# TASK TO CARRY OUT
Scan the lines below for the word "ServiceError". Copy each line you find it in.

*** ENTRIES SHOWN ***

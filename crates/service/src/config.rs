// Copyright (C) 2026 Fred Clausen
// Use of this source code is governed by an MIT-style
// license that can be found in the LICENSE file or at
// https://opensource.org/licenses/MIT.

use crate::cli::Args;
use crate::error::ServiceError;
use cocolu::{DeskConfig, RankKey, SelectionPolicy};
use cocolu_domain::{BusinessClock, BusinessHours, ScheduleTime, validate_max_clients};
use cocolu_persistence::{JsonFileStore, SnapshotStore, SqliteStore, validate_key};
use std::sync::Arc;
use std::time::Duration;
use tracing::info;

/// Validated settings of one service process.
#[derive(Debug, Clone, PartialEq, Eq)]
pub struct ServiceConfig {
    /// Desk settings.
    pub desk: DeskConfig,
    /// Store opening hours, reported to customers.
    pub business_hours: BusinessHours,
    /// Time between automatic snapshots.
    pub autosave_interval: Duration,
    /// Key the snapshot is stored under.
    pub snapshot_key: String,
}

impl ServiceConfig {
    /// Validates command-line settings.
    ///
    /// # Errors
    ///
    /// Returns an error if the timezone, capacity, ranking, business hours
    /// or snapshot key is invalid.
    pub fn from_args(args: &Args) -> Result<Self, ServiceError> {
        let clock: BusinessClock = BusinessClock::from_name(&args.timezone)?;
        let ranking: Vec<RankKey> = RankKey::parse_order(&args.ranking)?;
        let business_hours: BusinessHours = BusinessHours::new(
            &BusinessHours::parse_days(&args.business_days)?,
            ScheduleTime::parse(&args.business_start)?,
            ScheduleTime::parse(&args.business_end)?,
        )?;
        let snapshot_key: String = validate_key(&args.snapshot_key)?.to_string();

        let desk: DeskConfig = DeskConfig {
            default_max_clients: validate_max_clients(args.default_max_clients)?,
            history_limit: args.history_limit.max(1),
            selection: SelectionPolicy {
                fallback: args.fallback,
                ranking,
            },
            ..DeskConfig::new(clock)
        };

        Ok(Self {
            desk,
            business_hours,
            autosave_interval: Duration::from_secs(args.autosave_secs.max(1)),
            snapshot_key,
        })
    }
}

/// Opens the configured snapshot store: the `SQLite` database when one is
/// given, JSON files in the data directory otherwise.
///
/// # Errors
///
/// Returns an error if the store cannot be opened.
pub fn open_store(args: &Args) -> Result<Arc<dyn SnapshotStore>, ServiceError> {
    let store: Arc<dyn SnapshotStore> = match &args.database {
        Some(path) => {
            info!(path = %path.display(), "Using SQLite snapshot store");
            Arc::new(SqliteStore::new_with_file(path)?)
        }
        None => {
            info!(dir = %args.data_dir.display(), "Using JSON file snapshot store");
            Arc::new(JsonFileStore::new(&args.data_dir)?)
        }
    };
    Ok(store)
}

*** End of ENTRIES SHOWN ***

# YOUR RESPONSE
use crate::error::ServiceError;
    pub fn from_args(args: &Args) -> Result<Self, ServiceError> {
pub fn open_store(args: &Args) -> Result<Arc<dyn SnapshotStore>, ServiceError> {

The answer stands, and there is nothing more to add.